Paranoia is common in the general population. Focusing on values and enhancing value-based acts may attenuate it. This study compared three brief (30-min, self-directed) online conditions: focusing on values and value-based goal setting (n = 30), goal setting only (n = 32) and non-values/goals control (n = 32) in a high paranoia sample.

Methods

Participants were randomly assigned to condition. State paranoia (primary outcome) and positive and negative self-views following a difficult interpersonal experience (secondary outcome) were assessed at baseline and two-weeks.

Results

Intention-to-treat: state paranoia was significantly lower following the values condition as compared to non-values/goals control (ηp2 = .148) and goals only (ηp2 = .072). Only the former comparison was significant.

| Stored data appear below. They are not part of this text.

// bigip-api: Async Rust client for the BIG-IP iControl REST API.

pub mod catalog;
pub mod client;
pub mod error;
pub mod stats;
pub mod transport;
pub mod types;

pub use catalog::Module;
pub use client::{BigIpClient, RetryPolicy};
pub use error::Error;
pub use stats::StatsRecord;
pub use transport::{TlsMode, TransportConfig};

Per-protocol: groups did not significantly differ (p = .077). Within-group effect sizes: values and value-based goal setting (intention-to-treat d = .82, per-protocol d = .78), goals only (intention-to-treat d = .41, per-protocol d = .42) non-values/goals control (intention-to-treat d = .25, per-protocol d = .24). Positive self-views increased in all conditions. The increase was largest for the values condition, but not significantly so.

Limitations

Reliance on self-report, brief follow-up, predominantly White female sample.

Conclusions

The values condition was most effective at reducing non-clinical paranoia. The values condition appeared to increase positive self-views more so than comparison groups, but the sample was small and the difference was non-significant.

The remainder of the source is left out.